Changer la "globalisation" ?

L'explosion en plein vol de l'économie baudruche qui a gonflé inlassablement à partir de l'abandon des disciplines de Bretton Woods en 1971 a eu comme première conséquence, que nous n'avons cessé de souligner dès 2008 et qui a été totalement sous-estimée par les commentateurs, l'arrêt des financements internationaux, chaque banque cherchant son salut dans son pré carré national et ses autorités de tutelles. L'arrêt de l'énorme spéculation sur les matières premières internationales, y compris le pétrole, associé au repli des banques, a désorganisé les flux commerciaux usuels.

Comme souvent, les mentalités ont été en retard sur les faits. On demande de partout une "pause dans la globalisation" alors qu'elle est largement arrêtée depuis plusieurs années !
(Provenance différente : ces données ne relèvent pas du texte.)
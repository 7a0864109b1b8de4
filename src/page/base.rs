use crate::driver::Driver;
use crate::error::{Result, UiError};

/// Owns the session handle for the lifetime of one scenario
pub struct BasePage {
    driver: Box<dyn Driver>,
}

impl BasePage {
    pub fn new(driver: Box<dyn Driver>) -> Self {
        Self { driver }
    }

    /// Load `url` in the owned session. Not retried.
    pub async fn navigate_to(&self, url: &str) -> Result<()> {
        log::info!("Navigating to {}", url);
        self.driver.navigate(url).await.map_err(|e| match e {
            UiError::Navigation(_) => e,
            other => UiError::Navigation(format!("{}: {}", url, other)),
        })
    }

    pub fn driver(&self) -> &dyn Driver {
        self.driver.as_ref()
    }

    /// Release the session
    pub async fn close(self) -> Result<()> {
        self.driver.close().await
    }
}
use std::fs;

use anyhow::{Context, Result};
use clap::Parser;
use tracing::Level;

use fixture_tree::fs_op::stat;
use fixture_tree::{DirArgs, FileArgs, FixtureConfig, RootFixture};

/// Build a small example project tree under the temp directory, show what
/// was created, then remove it again.
#[derive(Debug, Parser)]
#[command(name = "fixture-demo", version)]
struct Cli {
    /// Prefix for the generated directory name.
    #[arg(long, default_value = "example-project")]
    prefix: String,

    /// Leave the tree on disk instead of removing it.
    #[arg(long)]
    keep: bool,

    /// Log each created entry.
    #[arg(short, long)]
    verbose: bool,
}

fn main() -> Result<()> {
    let cli = Cli::parse();

    tracing_subscriber::fmt()
        .with_max_level(if cli.verbose { Level::DEBUG } else { Level::WARN })
        .with_writer(std::io::stderr)
        .without_time()
        .compact()
        .init();

    let mut root = RootFixture::new(cli.prefix.as_str()).with_config(FixtureConfig {
        keep_on_drop: cli.keep,
    });

    let config = root.add_file(
        "config.json",
        FileArgs::new().content(r#"{"app": "example", "version": "1.0"}"#),
    );

    let app = root.add_repo("myapp", DirArgs::new());
    let src = root.within(app).add_dir("src", DirArgs::new());
    let main_rs = root.within(src).add_file(
        "main.rs",
        FileArgs::new().content("fn main() {\n    println!(\"Hello from the fixture demo!\");\n}\n"),
    );
    let util_rs = root.within(src).add_file(
        "util.rs",
        FileArgs::new().content("pub fn helper() -> &'static str {\n    \"utility function\"\n}\n"),
    );
    let tests = root.within(app).add_dir("tests", DirArgs::new());
    root.within(tests).add_file(
        "smoke.rs",
        FileArgs::new().content_fn(|ff| format!("// generated for {}\n", ff.relative_path().display())),
    );

    root.create().context("failed to create fixture tree")?;

    println!("Created temporary test structure:");
    println!("  Root directory: {}", root.dir().display());
    println!("  Repository marker: {}", root[app].git_path().display());
    println!("  Files created:");
    for id in [config, main_rs, util_rs] {
        println!("    - {}", root[id].path().display());
    }

    println!("  Verifying files exist:");
    let git = root[app].git_path();
    let mark = if stat::is_dir(&git) { "ok" } else { "MISSING" };
    println!("    [{mark}] {}", git.display());
    for id in [config, main_rs, util_rs] {
        let path = root[id].path();
        let mark = if stat::is_file(path) { "ok" } else { "MISSING" };
        println!("    [{mark}] {}", path.display());
    }

    let content = fs::read_to_string(root[main_rs].path())
        .with_context(|| format!("failed to read {}", root[main_rs].path().display()))?;
    println!("  Content of main.rs:");
    for line in content.lines() {
        println!("    {line}");
    }

    println!("  Manifest:");
    for entry in root.manifest().context("failed to list fixture tree")? {
        println!("    {}", entry.display());
    }

    if cli.keep {
        println!("Kept {}", root.dir().display());
    } else {
        let dir = root.dir().to_path_buf();
        root.cleanup();
        if stat::exists(&dir) {
            anyhow::bail!("failed to remove {}", dir.display());
        }
        println!("Removed {}", dir.display());
    }
    Ok(())
}
use tracing_subscriber::EnvFilter;

/// Environment variable holding the `tracing` filter for fixture logs.
pub const LOG_ENV: &str = "FIXTURE_TREE_LOG";

/// Install a `tracing` subscriber that writes through libtest's output
/// capture, filtered by `FIXTURE_TREE_LOG` (default `warn`).
///
/// Safe to call from every test: only the first call installs anything.
pub fn init_test_logging() {
    let filter = EnvFilter::try_from_env(LOG_ENV).unwrap_or_else(|_| EnvFilter::new("warn"));
    let _ = tracing_subscriber::fmt()
        .with_env_filter(filter)
        .with_test_writer()
        .without_time()
        .compact()
        .try_init();
}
Tout le monde n'a pas été aveugle :

"Le ralentissement prononcé de la globalisation est en partie conjoncturel, lié aux effets de la crise, ainsi qu’au ralentissement de l’économie chinoise". « Il est aussi le résultat de la multiplication des barrières aux échanges et du protectionnisme ainsi que des limites atteintes par la baisse des coûts du transport », ajoute Thomas Held, auteur d’un article annonçant en 2012 que « la déglobalisation a commencé ».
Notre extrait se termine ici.